[Source records]
--------------------------------------------------

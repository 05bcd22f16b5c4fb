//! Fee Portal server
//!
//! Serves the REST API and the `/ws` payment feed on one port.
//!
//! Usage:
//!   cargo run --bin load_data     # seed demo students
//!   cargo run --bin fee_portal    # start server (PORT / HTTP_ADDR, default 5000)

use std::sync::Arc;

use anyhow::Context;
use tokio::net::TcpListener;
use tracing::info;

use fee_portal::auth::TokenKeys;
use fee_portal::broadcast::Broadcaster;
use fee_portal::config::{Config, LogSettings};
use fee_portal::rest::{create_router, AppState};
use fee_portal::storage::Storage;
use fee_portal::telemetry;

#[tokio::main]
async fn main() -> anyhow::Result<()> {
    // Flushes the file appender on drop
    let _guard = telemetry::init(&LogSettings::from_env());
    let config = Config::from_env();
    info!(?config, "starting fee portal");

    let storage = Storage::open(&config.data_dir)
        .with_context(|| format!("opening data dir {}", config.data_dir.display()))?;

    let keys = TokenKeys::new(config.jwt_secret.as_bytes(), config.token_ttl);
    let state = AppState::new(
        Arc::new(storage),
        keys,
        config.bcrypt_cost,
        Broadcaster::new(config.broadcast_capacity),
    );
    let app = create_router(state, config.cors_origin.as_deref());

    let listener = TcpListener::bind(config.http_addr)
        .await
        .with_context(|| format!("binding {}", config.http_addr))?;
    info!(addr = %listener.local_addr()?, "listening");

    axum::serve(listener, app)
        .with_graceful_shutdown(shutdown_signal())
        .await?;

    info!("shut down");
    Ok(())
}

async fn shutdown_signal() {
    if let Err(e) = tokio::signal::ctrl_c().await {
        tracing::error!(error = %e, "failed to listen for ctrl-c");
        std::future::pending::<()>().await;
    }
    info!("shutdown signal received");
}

--------------------------------------------------

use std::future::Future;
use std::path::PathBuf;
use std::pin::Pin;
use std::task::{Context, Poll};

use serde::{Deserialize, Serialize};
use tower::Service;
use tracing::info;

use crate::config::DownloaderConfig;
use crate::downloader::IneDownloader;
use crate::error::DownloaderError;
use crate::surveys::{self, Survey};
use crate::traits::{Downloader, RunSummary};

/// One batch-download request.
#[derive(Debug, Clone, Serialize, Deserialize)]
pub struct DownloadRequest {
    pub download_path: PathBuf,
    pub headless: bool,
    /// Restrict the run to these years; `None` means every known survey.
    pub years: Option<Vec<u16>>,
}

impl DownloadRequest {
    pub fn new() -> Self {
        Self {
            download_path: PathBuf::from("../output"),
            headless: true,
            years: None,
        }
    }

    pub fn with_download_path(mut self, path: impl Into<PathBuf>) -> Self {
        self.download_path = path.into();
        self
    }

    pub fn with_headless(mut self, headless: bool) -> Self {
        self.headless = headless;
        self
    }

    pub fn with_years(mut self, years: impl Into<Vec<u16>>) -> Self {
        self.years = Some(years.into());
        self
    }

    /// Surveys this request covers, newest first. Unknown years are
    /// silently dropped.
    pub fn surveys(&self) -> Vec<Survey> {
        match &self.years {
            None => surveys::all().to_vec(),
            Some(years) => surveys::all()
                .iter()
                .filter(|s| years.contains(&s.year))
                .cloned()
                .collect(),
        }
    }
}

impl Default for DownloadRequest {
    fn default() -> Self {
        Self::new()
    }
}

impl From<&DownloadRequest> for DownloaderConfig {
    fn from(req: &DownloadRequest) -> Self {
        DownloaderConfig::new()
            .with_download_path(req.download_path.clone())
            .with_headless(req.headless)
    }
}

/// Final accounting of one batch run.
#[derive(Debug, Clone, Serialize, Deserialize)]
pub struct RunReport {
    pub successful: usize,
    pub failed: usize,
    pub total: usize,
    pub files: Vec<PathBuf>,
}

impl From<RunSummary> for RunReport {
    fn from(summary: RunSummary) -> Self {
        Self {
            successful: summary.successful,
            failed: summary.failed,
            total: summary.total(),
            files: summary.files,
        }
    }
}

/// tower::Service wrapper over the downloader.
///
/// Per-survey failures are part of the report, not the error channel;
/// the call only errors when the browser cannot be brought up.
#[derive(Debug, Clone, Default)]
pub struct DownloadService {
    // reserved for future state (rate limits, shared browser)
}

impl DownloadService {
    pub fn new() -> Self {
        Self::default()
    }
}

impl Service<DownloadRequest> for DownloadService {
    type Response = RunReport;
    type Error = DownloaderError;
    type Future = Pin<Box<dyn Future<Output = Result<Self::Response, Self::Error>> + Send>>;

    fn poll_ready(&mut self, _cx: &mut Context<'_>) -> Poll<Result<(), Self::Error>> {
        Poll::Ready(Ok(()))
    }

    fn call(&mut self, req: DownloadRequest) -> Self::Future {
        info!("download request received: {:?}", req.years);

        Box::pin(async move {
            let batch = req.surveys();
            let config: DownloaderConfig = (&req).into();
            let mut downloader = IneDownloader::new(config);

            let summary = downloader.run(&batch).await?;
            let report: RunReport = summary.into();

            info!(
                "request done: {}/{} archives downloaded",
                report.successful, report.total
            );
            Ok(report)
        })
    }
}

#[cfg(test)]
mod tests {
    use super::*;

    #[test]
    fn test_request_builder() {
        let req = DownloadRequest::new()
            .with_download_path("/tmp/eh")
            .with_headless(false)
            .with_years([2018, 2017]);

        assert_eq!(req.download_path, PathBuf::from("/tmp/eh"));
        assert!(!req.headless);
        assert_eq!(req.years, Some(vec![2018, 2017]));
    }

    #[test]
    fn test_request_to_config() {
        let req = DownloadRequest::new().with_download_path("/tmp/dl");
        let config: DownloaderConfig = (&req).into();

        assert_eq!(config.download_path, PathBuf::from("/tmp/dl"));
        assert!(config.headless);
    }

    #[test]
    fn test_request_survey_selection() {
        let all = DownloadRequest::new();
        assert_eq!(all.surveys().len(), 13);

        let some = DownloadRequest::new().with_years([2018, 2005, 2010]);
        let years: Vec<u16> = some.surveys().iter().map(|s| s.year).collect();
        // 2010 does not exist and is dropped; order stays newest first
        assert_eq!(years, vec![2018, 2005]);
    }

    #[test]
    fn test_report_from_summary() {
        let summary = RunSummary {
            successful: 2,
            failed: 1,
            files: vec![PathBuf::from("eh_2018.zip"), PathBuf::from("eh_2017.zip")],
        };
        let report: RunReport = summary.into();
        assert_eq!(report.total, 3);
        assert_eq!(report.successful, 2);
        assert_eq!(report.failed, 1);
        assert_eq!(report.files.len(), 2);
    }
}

--------------------------------------------------

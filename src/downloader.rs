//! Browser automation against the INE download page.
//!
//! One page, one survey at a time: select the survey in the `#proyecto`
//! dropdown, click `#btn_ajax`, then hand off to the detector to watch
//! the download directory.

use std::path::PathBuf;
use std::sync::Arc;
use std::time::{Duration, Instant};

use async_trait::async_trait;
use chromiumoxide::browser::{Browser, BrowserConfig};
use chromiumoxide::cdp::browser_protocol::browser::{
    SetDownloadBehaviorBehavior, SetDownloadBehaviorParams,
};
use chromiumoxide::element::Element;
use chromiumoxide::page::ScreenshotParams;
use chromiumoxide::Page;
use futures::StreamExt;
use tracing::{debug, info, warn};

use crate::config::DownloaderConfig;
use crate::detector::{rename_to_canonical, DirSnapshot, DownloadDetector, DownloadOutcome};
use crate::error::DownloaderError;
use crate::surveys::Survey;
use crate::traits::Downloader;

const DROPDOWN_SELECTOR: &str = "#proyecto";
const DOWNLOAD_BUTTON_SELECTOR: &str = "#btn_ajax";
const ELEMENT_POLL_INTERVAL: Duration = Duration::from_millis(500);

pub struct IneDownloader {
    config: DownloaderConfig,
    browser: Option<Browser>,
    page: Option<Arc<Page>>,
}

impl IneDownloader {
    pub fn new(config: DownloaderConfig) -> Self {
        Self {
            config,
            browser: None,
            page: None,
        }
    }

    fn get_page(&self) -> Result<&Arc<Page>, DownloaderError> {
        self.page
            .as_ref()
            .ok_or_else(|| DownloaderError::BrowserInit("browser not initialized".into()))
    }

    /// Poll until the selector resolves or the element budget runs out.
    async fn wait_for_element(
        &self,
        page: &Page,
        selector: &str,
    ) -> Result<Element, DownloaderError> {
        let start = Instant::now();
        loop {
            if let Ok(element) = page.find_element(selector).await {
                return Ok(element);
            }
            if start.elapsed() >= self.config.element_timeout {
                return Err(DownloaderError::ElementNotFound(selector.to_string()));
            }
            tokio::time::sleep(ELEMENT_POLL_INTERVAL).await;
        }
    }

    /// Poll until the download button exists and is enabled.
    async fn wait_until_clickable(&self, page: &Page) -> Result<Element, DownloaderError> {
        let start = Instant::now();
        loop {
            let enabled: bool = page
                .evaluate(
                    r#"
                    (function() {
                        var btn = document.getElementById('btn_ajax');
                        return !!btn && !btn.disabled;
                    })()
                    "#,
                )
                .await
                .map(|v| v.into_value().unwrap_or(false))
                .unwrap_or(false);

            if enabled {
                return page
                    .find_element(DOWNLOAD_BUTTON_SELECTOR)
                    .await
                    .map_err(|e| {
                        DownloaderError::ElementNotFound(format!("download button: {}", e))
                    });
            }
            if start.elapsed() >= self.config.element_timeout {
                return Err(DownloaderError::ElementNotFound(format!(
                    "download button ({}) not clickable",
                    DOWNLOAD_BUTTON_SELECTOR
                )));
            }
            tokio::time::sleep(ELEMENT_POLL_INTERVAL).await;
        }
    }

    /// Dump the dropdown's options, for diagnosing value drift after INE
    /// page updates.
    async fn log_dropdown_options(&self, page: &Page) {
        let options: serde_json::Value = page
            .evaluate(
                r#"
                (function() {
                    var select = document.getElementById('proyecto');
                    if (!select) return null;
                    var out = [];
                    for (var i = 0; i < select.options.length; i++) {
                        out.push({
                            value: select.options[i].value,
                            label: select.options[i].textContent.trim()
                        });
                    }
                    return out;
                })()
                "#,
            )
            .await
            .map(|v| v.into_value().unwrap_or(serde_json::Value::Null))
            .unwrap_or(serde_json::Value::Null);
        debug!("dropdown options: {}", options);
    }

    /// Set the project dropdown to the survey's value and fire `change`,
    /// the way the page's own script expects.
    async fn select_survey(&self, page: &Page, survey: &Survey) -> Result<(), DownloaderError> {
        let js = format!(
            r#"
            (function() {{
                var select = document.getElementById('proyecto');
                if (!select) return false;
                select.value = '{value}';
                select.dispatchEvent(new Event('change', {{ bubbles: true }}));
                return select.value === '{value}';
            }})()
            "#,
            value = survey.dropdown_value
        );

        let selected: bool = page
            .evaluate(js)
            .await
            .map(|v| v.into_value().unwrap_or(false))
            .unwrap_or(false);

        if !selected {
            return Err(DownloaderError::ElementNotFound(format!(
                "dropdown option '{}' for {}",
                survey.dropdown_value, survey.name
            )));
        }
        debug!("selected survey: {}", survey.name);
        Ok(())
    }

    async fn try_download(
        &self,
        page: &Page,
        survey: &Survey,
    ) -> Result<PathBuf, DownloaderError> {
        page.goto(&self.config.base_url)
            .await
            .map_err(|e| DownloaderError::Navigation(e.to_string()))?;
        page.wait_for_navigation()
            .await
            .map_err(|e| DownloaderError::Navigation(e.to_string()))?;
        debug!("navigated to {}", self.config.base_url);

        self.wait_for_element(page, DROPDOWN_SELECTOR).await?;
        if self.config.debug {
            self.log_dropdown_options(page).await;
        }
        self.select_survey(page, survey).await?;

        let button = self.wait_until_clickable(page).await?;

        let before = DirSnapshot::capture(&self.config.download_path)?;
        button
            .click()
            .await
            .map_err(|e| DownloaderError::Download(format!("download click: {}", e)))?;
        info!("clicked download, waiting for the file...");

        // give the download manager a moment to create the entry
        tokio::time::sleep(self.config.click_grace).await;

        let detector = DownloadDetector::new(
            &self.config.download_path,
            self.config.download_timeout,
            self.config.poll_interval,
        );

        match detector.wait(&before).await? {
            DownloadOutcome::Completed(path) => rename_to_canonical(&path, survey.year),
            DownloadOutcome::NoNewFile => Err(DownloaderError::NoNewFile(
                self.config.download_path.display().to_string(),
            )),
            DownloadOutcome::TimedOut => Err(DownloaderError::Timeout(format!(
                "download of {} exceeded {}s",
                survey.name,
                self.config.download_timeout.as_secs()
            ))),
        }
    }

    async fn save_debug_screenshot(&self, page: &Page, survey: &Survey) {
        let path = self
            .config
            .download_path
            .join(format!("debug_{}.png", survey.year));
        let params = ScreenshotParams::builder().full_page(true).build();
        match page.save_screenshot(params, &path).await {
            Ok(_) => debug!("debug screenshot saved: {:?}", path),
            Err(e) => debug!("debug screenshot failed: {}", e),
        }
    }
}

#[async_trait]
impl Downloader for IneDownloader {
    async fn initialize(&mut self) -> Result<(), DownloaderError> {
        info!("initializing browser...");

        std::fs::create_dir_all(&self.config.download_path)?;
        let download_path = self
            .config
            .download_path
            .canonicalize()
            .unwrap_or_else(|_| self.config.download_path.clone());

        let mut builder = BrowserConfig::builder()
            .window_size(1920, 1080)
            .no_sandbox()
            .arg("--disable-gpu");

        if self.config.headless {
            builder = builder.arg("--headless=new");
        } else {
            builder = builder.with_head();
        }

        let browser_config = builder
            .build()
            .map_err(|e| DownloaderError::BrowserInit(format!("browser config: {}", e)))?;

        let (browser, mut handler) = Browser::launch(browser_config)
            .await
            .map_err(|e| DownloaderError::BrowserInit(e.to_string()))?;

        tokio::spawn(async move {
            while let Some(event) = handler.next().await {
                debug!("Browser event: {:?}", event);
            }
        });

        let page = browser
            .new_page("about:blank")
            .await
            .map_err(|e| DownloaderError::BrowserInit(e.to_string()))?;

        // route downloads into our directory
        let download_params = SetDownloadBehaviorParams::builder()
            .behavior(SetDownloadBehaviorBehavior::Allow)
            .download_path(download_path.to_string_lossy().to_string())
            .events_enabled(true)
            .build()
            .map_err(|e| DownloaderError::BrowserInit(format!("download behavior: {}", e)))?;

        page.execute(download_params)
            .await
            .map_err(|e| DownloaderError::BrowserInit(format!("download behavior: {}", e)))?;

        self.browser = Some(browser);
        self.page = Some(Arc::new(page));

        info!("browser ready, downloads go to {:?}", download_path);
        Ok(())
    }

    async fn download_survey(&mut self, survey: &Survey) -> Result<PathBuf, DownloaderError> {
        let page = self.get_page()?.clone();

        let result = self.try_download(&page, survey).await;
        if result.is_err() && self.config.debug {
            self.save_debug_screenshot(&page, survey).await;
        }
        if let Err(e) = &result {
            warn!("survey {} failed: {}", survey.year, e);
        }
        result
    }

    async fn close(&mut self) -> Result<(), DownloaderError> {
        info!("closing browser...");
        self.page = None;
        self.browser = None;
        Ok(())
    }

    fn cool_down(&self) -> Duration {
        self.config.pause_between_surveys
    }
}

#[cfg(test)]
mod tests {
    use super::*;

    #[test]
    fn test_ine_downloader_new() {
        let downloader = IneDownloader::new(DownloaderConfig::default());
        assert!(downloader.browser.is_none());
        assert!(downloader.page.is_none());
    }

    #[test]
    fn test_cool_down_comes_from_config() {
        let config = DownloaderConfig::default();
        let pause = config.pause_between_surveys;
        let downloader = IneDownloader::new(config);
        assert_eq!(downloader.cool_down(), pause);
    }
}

--------------------------------------------------

### Your objective
Pull out every line of the entries that includes the word "warn".

### Exercise response
use tracing::{debug, info, warn};
            warn!("survey {} failed: {}", survey.year, e);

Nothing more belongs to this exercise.